Because of the steroid possession, Cooper's draft stock plummeted and he went undrafted. San Diego took a chance on him and signed Cooper as an undrafted free agent in 2003. Many expected Cooper to make the team including his former teammate Chad Hayes who told Tom Shanahan, “That didn’t surprise anybody... He’s the most dedicated guy I’ve played with. Everybody in Maine saw Coop’s passion for the game. He always knew what teams were running and what audibles to look out for. He kept the quarterback running for his life." In an interview during the 2004 training camp with Shanahan, former head coach Marty Schottenheimer said, “Stephen Cooper had as good a training camp as anybody we’ve got... He has all of the things you’re looking for in a winning player. He’s going to get plenty of time this season in some fashion or role.” When speaking of his goals, Cooper told Shanahan, "My goals this year are for our team to get to the playoffs and compete for a Super Bowl. My individual goal is to make as many plays as I can when I get on the field."[11]

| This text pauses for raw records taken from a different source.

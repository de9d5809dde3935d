// Copyright (c) 2025 Felix Kahle.
//
// Permission is hereby granted, free of charge, to any person obtaining
// a copy of this software and associated documentation files (the
// "Software"), to deal in the Software without restriction, including
// without limitation the rights to use, copy, modify, merge, publish,
// distribute, sublicense, and/or sell copies of the Software, and to
// permit persons to whom the Software is furnished to do so, subject to
// the following conditions:
//
// The above copyright notice and this permission notice shall be
// included in all copies or substantial portions of the Software.
//
// THE SOFTWARE IS PROVIDED "AS IS", WITHOUT WARRANTY OF ANY KIND,
// EXPRESS OR IMPLIED, INCLUDING BUT NOT LIMITED TO THE WARRANTIES OF
// MERCHANTABILITY, FITNESS FOR A PARTICULAR PURPOSE AND
// NONINFRINGEMENT. IN NO EVENT SHALL THE AUTHORS OR COPYRIGHT HOLDERS BE
// LIABLE FOR ANY CLAIM, DAMAGES OR OTHER LIABILITY, WHETHER IN AN ACTION
// OF CONTRACT, TORT OR OTHERWISE, ARISING FROM, OUT OF OR IN CONNECTION
// WITH THE SOFTWARE OR THE USE OR OTHER DEALINGS IN THE SOFTWARE.

use binstretch_core::num::numeric::StretchNumeric;

/// A single packable unit.
///
/// Items are immutable once created and order by size. Adding two items
/// yields an item whose size is the sum; this is only used to print totals.
#[derive(Clone, Copy, PartialEq, Eq, PartialOrd, Ord, Hash, Debug)]
pub struct Item<T> {
    size: T,
}

impl<T> Item<T>
where
    T: StretchNumeric,
{
    /// Creates a new item.
    ///
    /// # Panics
    ///
    /// Panics if `size` is not strictly positive.
    #[inline]
    pub fn new(size: T) -> Self {
        assert!(
            size > T::ZERO,
            "called `Item::new` with a non-positive size: {}",
            size
        );
        Self { size }
    }

    /// Returns the size of the item.
    #[inline(always)]
    pub fn size(&self) -> T {
        self.size
    }
}

impl<T> std::ops::Add for Item<T>
where
    T: StretchNumeric,
{
    type Output = Item<T>;

    fn add(self, rhs: Self) -> Self::Output {
        Item::new(self.size + rhs.size)
    }
}

impl<T> std::fmt::Display for Item<T>
where
    T: std::fmt::Display,
{
    fn fmt(&self, f: &mut std::fmt::Formatter<'_>) -> std::fmt::Result {
        write!(f, "{}", self.size)
    }
}

/// Returns the total size of the given items, zero for none.
#[inline]
pub fn total_size<'a, T, I>(items: I) -> T
where
    T: StretchNumeric,
    I: IntoIterator<Item = &'a Item<T>>,
{
    items
        .into_iter()
        .fold(T::ZERO, |acc, item| acc.saturating_add_val(item.size()))
}

#[cfg(test)]
mod tests {
    use super::*;

    #[test]
    fn test_items_order_by_size() {
        let mut items = vec![Item::new(3i64), Item::new(1), Item::new(2)];
        items.sort();
        let sizes: Vec<i64> = items.iter().map(|i| i.size()).collect();
        assert_eq!(sizes, vec![1, 2, 3]);
        assert!(Item::new(5i64) > Item::new(4));
    }

    #[test]
    fn test_addition_sums_sizes() {
        let total = Item::new(5i64) + Item::new(3);
        assert_eq!(total, Item::new(8));
    }

    #[test]
    fn test_total_size_of_slice_and_empty() {
        let items = [Item::new(5i64), Item::new(3), Item::new(1)];
        assert_eq!(total_size(&items), 9);
        let none: [Item<i64>; 0] = [];
        assert_eq!(total_size(&none), 0);
    }

    #[test]
    #[should_panic(expected = "non-positive size")]
    fn test_zero_sized_item_panics() {
        let _ = Item::new(0i64);
    }
}
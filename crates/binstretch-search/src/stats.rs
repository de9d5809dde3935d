// Copyright (c) 2025 Felix Kahle.
//
// Permission is hereby granted, free of charge, to any person obtaining
// a copy of this software and associated documentation files (the
// "Software"), to deal in the Software without restriction, including
// without limitation the rights to use, copy, modify, merge, publish,
// distribute, sublicense, and/or sell copies of the Software, and to
// permit persons to whom the Software is furnished to do so, subject to
// the following conditions:
//
// The above copyright notice and this permission notice shall be
// included in all copies or substantial portions of the Software.
//
// THE SOFTWARE IS PROVIDED "AS IS", WITHOUT WARRANTY OF ANY KIND,
// EXPRESS OR IMPLIED, INCLUDING BUT NOT LIMITED TO THE WARRANTIES OF
// MERCHANTABILITY, FITNESS FOR A PARTICULAR PURPOSE AND
// NONINFRINGEMENT. IN NO EVENT SHALL THE AUTHORS OR COPYRIGHT HOLDERS BE
// LIABLE FOR ANY CLAIM, DAMAGES OR OTHER LIABILITY, WHETHER IN AN ACTION
// OF CONTRACT, TORT OR OTHERWISE, ARISING FROM, OUT OF OR IN CONNECTION
// WITH THE SOFTWARE OR THE USE OR OTHER DEALINGS IN THE SOFTWARE.

use binstretch_core::num::ops::saturating_arithmetic::SaturatingAddVal;
use binstretch_oracle::stats::OracleStatistics;
use std::time::Duration;

/// Statistics collected during an adversary search run.
#[derive(Debug, Clone, Default, PartialEq, Eq)]
pub struct SearchStatistics {
    /// Total `branch` invocations.
    pub nodes_explored: u64,
    /// The deepest level reached in the tree.
    pub max_depth: u64,
    /// Memo lookups that answered the query.
    pub memo_hits: u64,
    /// Memo lookups that did not.
    pub memo_misses: u64,
    /// Results written to the memo table.
    pub memo_stores: u64,
    /// Nodes entered with `lower >= upper`.
    pub cuts_empty_window: u64,
    /// Nodes whose fullest bin already reached the ceiling.
    pub cuts_max_used: u64,
    /// Nodes that could not beat the floor even with every remaining item
    /// in the emptiest bin.
    pub cuts_cannot_improve: u64,
    /// Nodes where a single weight forced the ceiling on every bin.
    pub cuts_weight_forces_ceiling: u64,
    /// Weights rejected because the configuration could not absorb them.
    pub infeasible_weights: u64,
    /// Bins skipped because a bin with the same remaining capacity was tried.
    pub symmetric_skips: u64,
    /// Total time spent in the search.
    pub time_total: Duration,
    /// Statistics of the feasibility oracle used by the run.
    pub oracle: OracleStatistics,
}

impl SearchStatistics {
    #[inline]
    pub fn on_node_explored(&mut self) {
        self.nodes_explored = self.nodes_explored.saturating_add_val(1);
    }

    #[inline]
    pub fn on_depth_update(&mut self, depth: u64) {
        self.max_depth = self.max_depth.max(depth);
    }

    #[inline]
    pub fn on_memo_hit(&mut self) {
        self.memo_hits = self.memo_hits.saturating_add_val(1);
    }

    #[inline]
    pub fn on_memo_miss(&mut self) {
        self.memo_misses = self.memo_misses.saturating_add_val(1);
    }

    #[inline]
    pub fn on_memo_store(&mut self) {
        self.memo_stores = self.memo_stores.saturating_add_val(1);
    }

    #[inline]
    pub fn on_cut_empty_window(&mut self) {
        self.cuts_empty_window = self.cuts_empty_window.saturating_add_val(1);
    }

    #[inline]
    pub fn on_cut_max_used(&mut self) {
        self.cuts_max_used = self.cuts_max_used.saturating_add_val(1);
    }

    #[inline]
    pub fn on_cut_cannot_improve(&mut self) {
        self.cuts_cannot_improve = self.cuts_cannot_improve.saturating_add_val(1);
    }

    #[inline]
    pub fn on_cut_weight_forces_ceiling(&mut self) {
        self.cuts_weight_forces_ceiling = self.cuts_weight_forces_ceiling.saturating_add_val(1);
    }

    #[inline]
    pub fn on_infeasible_weight(&mut self) {
        self.infeasible_weights = self.infeasible_weights.saturating_add_val(1);
    }

    #[inline]
    pub fn on_symmetric_skip(&mut self) {
        self.symmetric_skips = self.symmetric_skips.saturating_add_val(1);
    }

    /// Returns the total number of cuts of any kind.
    #[inline]
    pub fn total_cuts(&self) -> u64 {
        self.cuts_empty_window
            .saturating_add(self.cuts_max_used)
            .saturating_add(self.cuts_cannot_improve)
            .saturating_add(self.cuts_weight_forces_ceiling)
    }

    #[inline]
    pub fn set_total_time(&mut self, duration: Duration) {
        self.time_total = duration;
    }

    #[inline]
    pub fn set_oracle_statistics(&mut self, oracle: OracleStatistics) {
        self.oracle = oracle;
    }
}

impl std::fmt::Display for SearchStatistics {
    fn fmt(&self, f: &mut std::fmt::Formatter<'_>) -> std::fmt::Result {
        writeln!(f, "Adversary Search Statistics:")?;
        writeln!(f, "  Nodes explored:       {}", self.nodes_explored)?;
        writeln!(f, "  Max depth reached:    {}", self.max_depth)?;
        writeln!(f, "  Memo hits:            {}", self.memo_hits)?;
        writeln!(f, "  Memo misses:          {}", self.memo_misses)?;
        writeln!(f, "  Memo stores:          {}", self.memo_stores)?;
        writeln!(f, "  Cuts (LB >= UB):      {}", self.cuts_empty_window)?;
        writeln!(f, "  Cuts (Wmax >= UB):    {}", self.cuts_max_used)?;
        writeln!(f, "  Cuts (cannot improve):{}", self.cuts_cannot_improve)?;
        writeln!(f, "  Cuts (Wmin + w >= UB):{}", self.cuts_weight_forces_ceiling)?;
        writeln!(f, "  Infeasible weights:   {}", self.infeasible_weights)?;
        writeln!(f, "  Symmetric skips:      {}", self.symmetric_skips)?;
        writeln!(f, "  Total time:           {:.2?}", self.time_total)?;
        write!(f, "{}", self.oracle)
    }
}

#[cfg(test)]
mod tests {
    use super::*;

    #[test]
    fn test_depth_keeps_maximum() {
        let mut stats = SearchStatistics::default();
        stats.on_depth_update(3);
        stats.on_depth_update(1);
        assert_eq!(stats.max_depth, 3);
    }

    #[test]
    fn test_total_cuts_sums_reasons() {
        let mut stats = SearchStatistics::default();
        stats.on_cut_empty_window();
        stats.on_cut_max_used();
        stats.on_cut_cannot_improve();
        stats.on_cut_cannot_improve();
        stats.on_cut_weight_forces_ceiling();
        assert_eq!(stats.total_cuts(), 5);
    }

    #[test]
    fn test_display_includes_oracle_section() {
        let text = SearchStatistics::default().to_string();
        assert!(text.contains("Adversary Search Statistics:"));
        assert!(text.contains("Feasibility Oracle Statistics:"));
    }
}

In an interview with Jay Posner of the San Diego Union Tribune during the 2004 training camp, Schottenheimer said, "Stephen is arguably having the best camp of any linebacker we've got here. He's very bright, explosive and he can run." Despite not being the biggest linebacker, Cooper finds ways to make plays. In an interview with Posner, Cooper told Posner, "It really isn't about the size. I think it's all about instincts and how explosive you are. I think I'm smart enough and I have good enough explosion and enough punch to get guys off me and make plays." His former teammate, Donnie Edwards told Posner, "He's feisty, has a nose for the football and he's tough. He's a good competitor, plays the game with a lot of passion."[12]

On August 25, 2006, AJ Smith signed Cooper to a $15 million, five-year extension running through the 2011 season. Cooper told ESPN, "I wanted to be here and the organization wanted me to be here, so I'm just glad that it worked out the way it did... I know the defense, and now that I've been in [coordinator] Wade Phillips' system for three years, I can go out and try to do my job to the best of my ability. I'm 27 years old, and would love to never move again." AJ Smith had this to say about Cooper, "Stephen is one of our young, fast-rising players...He's a hard worker, he's tough and he is physical."[13]

The signing has established Cooper as first in line to replace Randall Godfrey who is expected to retire. The Chargers ended contract negotiations with Godfrey once they drafted Anthony Waters and Brandon Siler in the 2007 NFL Draft. Cooper will start at the left inside linebacker position opposite Matt Wilhelm and is expected to compete with Tim Dobbins, Waters, and Siler to replace Godfrey's solid defense against the run and active role as the Chargers blitzing inside linebacker.

Cooper continued to prove himself in the 2007 season, registering 108 tackles, 2 sacks, 2 forced fumbles and 2 interceptions during the regular season. He saved his most impressive game to-date as a pro for the 2007 playoffs, registering 15 solo tackles in an upset win over the Indianapolis Colts in the AFC Divisional Round.

Cooper was suspended for the first four games of the 2008 season, and also reportedly tested positive for ephedra. He tested positive in December. Cooper claims he "did not realize" ephedra was banned by the NFL. It hasn't been allowed in the league since 2001.[14]